This summer some residents of Zurich will be as high as the alps. The city and the University of Zurich will launch a study titled “Züri Can—Cannabis with Responsibility” that will examine the possibilities and effects of the regulated sale and consumption of the drug among a test group of 2,100 residents.
Switzerland has allowed the sale of medical cannabis with less than 1% THC since 2011. The country decriminalized recreational cannabis possession in 2013, but even consumers caught with less than 10 grams (.35 ounces) can still be fined.
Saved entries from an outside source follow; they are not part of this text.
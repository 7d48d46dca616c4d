use anyhow::Context;
use chrono::Utc;
use std::collections::HashSet;
use tracing::{debug, info, warn};

use crate::domain::{Category, Cents, DisplayMode, Expense, ExpenseId, NewExpense, MAX_AMOUNT};
use crate::storage::{SlotStore, StorageError};

use super::{reporting, AppError, Summary};

/// Slot key holding the serialized expense collection.
pub const EXPENSES_KEY: &str = "expenses";

/// Owner of the expense collection.
///
/// Every mutation is mirrored to the `expenses` slot by overwriting it with
/// the whole collection. The in-memory state only changes once that write
/// has succeeded, so a rejected write leaves memory and storage in agreement.
pub struct ExpenseStore<S: SlotStore> {
    slots: S,
    expenses: Vec<Expense>,
    display_mode: DisplayMode,
}

impl<S: SlotStore> ExpenseStore<S> {
    /// Load the persisted collection once.
    ///
    /// A missing slot starts an empty collection, and so does one that cannot
    /// be decoded. Failing to reach the storage at all is an error.
    pub async fn open(slots: S) -> Result<Self, AppError> {
        let expenses = match slots.read(EXPENSES_KEY).await? {
            None => {
                debug!("no persisted expenses, starting empty");
                Vec::new()
            }
            Some(raw) => match decode(&raw) {
                Ok(expenses) => {
                    info!(count = expenses.len(), "loaded persisted expenses");
                    expenses
                }
                Err(e) => {
                    warn!(error = %e, "persisted expenses are unreadable, starting empty");
                    Vec::new()
                }
            },
        };

        Ok(Self {
            slots,
            expenses,
            display_mode: DisplayMode::default(),
        })
    }

    /// Append a new expense under a freshly assigned id.
    pub async fn add(&mut self, expense: NewExpense) -> Result<Expense, AppError> {
        let id = self.next_id(Utc::now().timestamp_millis());
        let record = Expense::from_new(id, expense);

        let mut next = self.expenses.clone();
        next.push(record.clone());
        self.commit(next).await?;

        debug!(%id, amount = record.amount, category = record.category_label(), "expense added");
        Ok(record)
    }

    /// Replace the record with the same id, keeping its position.
    /// Returns `false` without touching anything when no record matches.
    pub async fn update(&mut self, expense: Expense) -> Result<bool, AppError> {
        let Some(index) = self.position(expense.id) else {
            debug!(id = %expense.id, "update skipped, no such expense");
            return Ok(false);
        };

        let id = expense.id;
        let mut next = self.expenses.clone();
        next[index] = expense;
        self.commit(next).await?;

        debug!(%id, "expense updated");
        Ok(true)
    }

    /// Drop the record with the given id.
    /// Returns `false` without touching anything when no record matches.
    pub async fn remove(&mut self, id: ExpenseId) -> Result<bool, AppError> {
        if self.position(id).is_none() {
            debug!(%id, "remove skipped, no such expense");
            return Ok(false);
        }

        let next: Vec<Expense> = self
            .expenses
            .iter()
            .filter(|e| e.id != id)
            .cloned()
            .collect();
        self.commit(next).await?;

        debug!(%id, "expense removed");
        Ok(true)
    }

    // ========================
    // Read-only views
    // ========================

    /// All expenses in insertion order.
    pub fn expenses(&self) -> &[Expense] {
        &self.expenses
    }

    pub fn get(&self, id: ExpenseId) -> Option<&Expense> {
        self.expenses.iter().find(|e| e.id == id)
    }

    pub fn len(&self) -> usize {
        self.expenses.len()
    }

    pub fn is_empty(&self) -> bool {
        self.expenses.is_empty()
    }

    /// The fixed category enumeration offered to input forms.
    pub fn categories(&self) -> &'static [Category] {
        &Category::ALL
    }

    pub fn total(&self) -> Cents {
        reporting::total(&self.expenses)
    }

    pub fn totals_by_category(&self) -> Vec<(&'static str, Cents)> {
        reporting::totals_by_category(&self.expenses)
    }

    pub fn summary(&self) -> Summary {
        reporting::summarize(&self.expenses)
    }

    /// The last `n` expenses added, oldest first.
    pub fn recent(&self, n: usize) -> &[Expense] {
        let start = self.expenses.len().saturating_sub(n);
        &self.expenses[start..]
    }

    pub fn display_mode(&self) -> DisplayMode {
        self.display_mode
    }

    pub fn toggle_display_mode(&mut self) -> DisplayMode {
        self.display_mode = self.display_mode.toggled();
        self.display_mode
    }

    /// The storage this store writes through.
    pub fn slots(&self) -> &S {
        &self.slots
    }

    // ========================
    // Internals
    // ========================

    fn position(&self, id: ExpenseId) -> Option<usize> {
        self.expenses.iter().position(|e| e.id == id)
    }

    /// Timestamp-derived id, strictly above every id in the collection.
    fn next_id(&self, now_millis: i64) -> ExpenseId {
        let floor = self
            .expenses
            .iter()
            .map(|e| e.id.0)
            .max()
            .map_or(i64::MIN, |max| max.saturating_add(1));
        ExpenseId(now_millis.max(floor))
    }

    async fn commit(&mut self, next: Vec<Expense>) -> Result<(), AppError> {
        let raw = serde_json::to_string(&next).map_err(StorageError::from)?;
        if let Err(e) = self.slots.write(EXPENSES_KEY, &raw).await {
            warn!(error = %e, "failed to persist expenses, change discarded");
            return Err(e.into());
        }
        self.expenses = next;
        Ok(())
    }
}

/// Decode a persisted collection.
///
/// Only a slot that is not a JSON array is an error. Records that fail to
/// decode or break an invariant (duplicate id, amount outside
/// `1..=MAX_AMOUNT`) are skipped with a warning; the rest are kept.
fn decode(raw: &str) -> anyhow::Result<Vec<Expense>> {
    let records: Vec<serde_json::Value> =
        serde_json::from_str(raw).context("Invalid expense collection")?;

    let mut seen = HashSet::with_capacity(records.len());
    let mut expenses = Vec::with_capacity(records.len());
    for (index, record) in records.into_iter().enumerate() {
        let expense: Expense = match serde_json::from_value(record) {
            Ok(expense) => expense,
            Err(e) => {
                warn!(index, error = %e, "skipping unreadable stored expense");
                continue;
            }
        };
        if expense.amount <= 0 || expense.amount > MAX_AMOUNT {
            warn!(index, id = %expense.id, amount = expense.amount, "skipping stored expense with out-of-range amount");
            continue;
        }
        if !seen.insert(expense.id) {
            warn!(index, id = %expense.id, "skipping stored expense with duplicate id");
            continue;
        }
        expenses.push(expense);
    }
    Ok(expenses)
}

#[cfg(test)]
mod tests {
    use super::*;
    use crate::storage::MemorySlots;
    use chrono::NaiveDate;

    fn date(s: &str) -> NaiveDate {
        NaiveDate::parse_from_str(s, "%Y-%m-%d").unwrap()
    }

    fn food(amount: Cents) -> NewExpense {
        NewExpense::new(amount, Category::Food, date("2024-01-01"))
    }

    #[tokio::test]
    async fn test_open_empty() {
        let store = ExpenseStore::open(MemorySlots::new()).await.unwrap();
        assert!(store.is_empty());
        assert_eq!(store.total(), 0);
        assert_eq!(store.display_mode(), DisplayMode::Light);
    }

    #[tokio::test]
    async fn test_open_corrupt_slot_starts_empty() {
        for raw in ["not json", r#"{"id":1}"#, r#"[{"id":1"#] {
            let slots = MemorySlots::new().with_slot(EXPENSES_KEY, raw);
            let store = ExpenseStore::open(slots).await.unwrap();
            assert!(store.is_empty(), "expected empty store for {raw}");
        }
    }

    #[tokio::test]
    async fn test_open_skips_bad_records_and_keeps_good_ones() {
        let raw = r#"[
            {"id":1,"amount":"50","category":"Food","date":"2024-01-01"},
            {"id":2,"amount":"30","category":"Rent","date":"2024-01-02"},
            {"id":3,"amount":"0","category":"Other","date":"2024-01-03"},
            {"id":4,"amount":"-5","category":"Food","date":"2024-01-04"},
            {"id":5,"amount":0.001,"category":"Food","date":"2024-01-05"},
            {"id":1,"amount":"6","category":"Food","date":"2024-01-06"},
            {"id":6,"amount":"7","category":"Food","date":""},
            {"id":7,"amount":"8","category":"Food","date":"01/02/2024"},
            {"id":8,"amount":"99999999999","category":"Food","date":"2024-01-08"},
            "garbage",
            {"id":9,"amount":"12","category":"Groceries","date":"2024-01-09"}
        ]"#;
        let slots = MemorySlots::new().with_slot(EXPENSES_KEY, raw);
        let mut store = ExpenseStore::open(slots).await.unwrap();

        let ids: Vec<i64> = store.expenses().iter().map(|e| e.id.0).collect();
        assert_eq!(ids, vec![1, 2, 9]);
        assert_eq!(store.expenses()[0].amount, 5000);
        assert_eq!(store.total(), 9200);

        // The next write keeps the surviving records
        store.add(food(100)).await.unwrap();
        let persisted: Vec<Expense> =
            serde_json::from_str(&store.slots().get(EXPENSES_KEY).unwrap()).unwrap();
        let ids: Vec<i64> = persisted.iter().map(|e| e.id.0).collect();
        assert_eq!(&ids[..3], &[1, 2, 9]);
        assert_eq!(persisted.len(), 4);
    }

    #[tokio::test]
    async fn test_add_persists_whole_collection() {
        let mut store = ExpenseStore::open(MemorySlots::new()).await.unwrap();
        let first = store.add(food(5000)).await.unwrap();
        let second = store.add(food(3000)).await.unwrap();

        assert_eq!(store.len(), 2);
        assert_ne!(first.id, second.id);
        assert_eq!(store.get(second.id), Some(&second));

        let raw = store.slots().get(EXPENSES_KEY).unwrap();
        let persisted: Vec<Expense> = serde_json::from_str(&raw).unwrap();
        assert_eq!(persisted, store.expenses());
    }

    #[tokio::test]
    async fn test_next_id_is_monotonic() {
        let slots = MemorySlots::new().with_slot(
            EXPENSES_KEY,
            r#"[{"id":5000,"amount":"1","category":"Food","date":"2024-01-01"}]"#,
        );
        let store = ExpenseStore::open(slots).await.unwrap();
        // Clock behind the newest id
        assert_eq!(store.next_id(10), ExpenseId(5001));
        // Clock ahead
        assert_eq!(store.next_id(9000), ExpenseId(9000));

        let empty = ExpenseStore::open(MemorySlots::new()).await.unwrap();
        assert_eq!(empty.next_id(42), ExpenseId(42));
    }

    #[tokio::test]
    async fn test_update_and_remove_missing_are_noops() {
        let mut store = ExpenseStore::open(MemorySlots::new()).await.unwrap();
        let kept = store.add(food(100)).await.unwrap();
        let before = store.slots().get(EXPENSES_KEY);

        let mut ghost = kept.clone();
        ghost.id = ExpenseId(kept.id.0 + 1);
        assert!(!store.update(ghost).await.unwrap());
        assert!(!store.remove(ExpenseId(-1)).await.unwrap());

        assert_eq!(store.expenses(), &[kept]);
        assert_eq!(store.slots().get(EXPENSES_KEY), before);
    }

    #[tokio::test]
    async fn test_update_keeps_position() {
        let mut store = ExpenseStore::open(MemorySlots::new()).await.unwrap();
        let a = store.add(food(100)).await.unwrap();
        let b = store.add(food(200)).await.unwrap();
        let c = store.add(food(300)).await.unwrap();

        let mut changed = b.clone();
        changed.amount = 250;
        changed.category = Some(Category::Entertainment);
        assert!(store.update(changed.clone()).await.unwrap());

        assert_eq!(store.expenses(), &[a, changed, c]);
    }

    #[tokio::test]
    async fn test_quota_exceeded_is_recoverable() {
        let slots = MemorySlots::new().with_quota(120);
        let mut store = ExpenseStore::open(slots).await.unwrap();
        let first = store.add(food(100)).await.unwrap();

        let err = store.add(food(200)).await.unwrap_err();
        assert!(err.is_quota_exceeded());
        assert!(matches!(
            err,
            AppError::Storage(StorageError::QuotaExceeded { .. })
        ));

        // Nothing half-applied: memory and storage still hold one record
        assert_eq!(store.expenses(), &[first.clone()]);
        let persisted: Vec<Expense> =
            serde_json::from_str(&store.slots().get(EXPENSES_KEY).unwrap()).unwrap();
        assert_eq!(persisted, vec![first.clone()]);

        // Removing still works and frees space
        assert!(store.remove(first.id).await.unwrap());
        assert!(store.add(food(200)).await.is_ok());
    }

    #[tokio::test]
    async fn test_recent_returns_tail_in_order() {
        let mut store = ExpenseStore::open(MemorySlots::new()).await.unwrap();
        let mut ids = Vec::new();
        for amount in 1..=7 {
            ids.push(store.add(food(amount * 100)).await.unwrap().id);
        }

        let recent: Vec<ExpenseId> = store.recent(5).iter().map(|e| e.id).collect();
        assert_eq!(recent, ids[2..].to_vec());
        assert_eq!(store.recent(0).len(), 0);
        assert_eq!(store.recent(100).len(), 7);
    }

    #[tokio::test]
    async fn test_toggle_display_mode_does_not_touch_data() {
        let mut store = ExpenseStore::open(MemorySlots::new()).await.unwrap();
        assert_eq!(store.toggle_display_mode(), DisplayMode::Dark);
        assert_eq!(store.toggle_display_mode(), DisplayMode::Light);
        assert!(store.slots().get(EXPENSES_KEY).is_none());
    }

    #[tokio::test]
    async fn test_categories_are_fixed() {
        let store = ExpenseStore::open(MemorySlots::new()).await.unwrap();
        let names: Vec<&str> = store.categories().iter().map(|c| c.as_str()).collect();
        assert_eq!(
            names,
            ["Food", "Transportation", "Entertainment", "Rent", "Other"]
        );
    }
}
The announcement comes as the legalization of weed in Europe is gaining steam. Germany is expected to introduce a bill to legalize marijuana in the coming weeks. Marijuana is largely decriminalized in Germany, but the bill would declassify cannabis as a narcotic, allowing citizens over age 18 to carry up to 30 grams, or just over one ounce, for personal use. Residents would also be allowed to legally grow up to three marijuana plants in their homes and cannabis products could be sold in licensed stores.
Evidence-based cannabis policies
The authors of the Zurich study hope to provide real-world evidence to support policymaking efforts. The results could help draft regulations based on levels of cannabis usage that promote individual and public health and safety. Similar studies with universities are planned to roll out in the coming months. Those studies will run across Switzerland including in Basel, Bern, Lausanne, Geneva, Biel, Thun, Olten, and Winterthur.
France is also undergoing a trial program expected to be complete by March 2024, providing free medical marijuana treatment to 3,000 patients. The country currently only allows cannabis-derived medicines for medical purposes and has a strict approach to recreational use. The country’s policies have mellowed, though. In 2018, France passed new regulations that reduced the penalty for possession of marijuana to a fine of approximately 200 euros.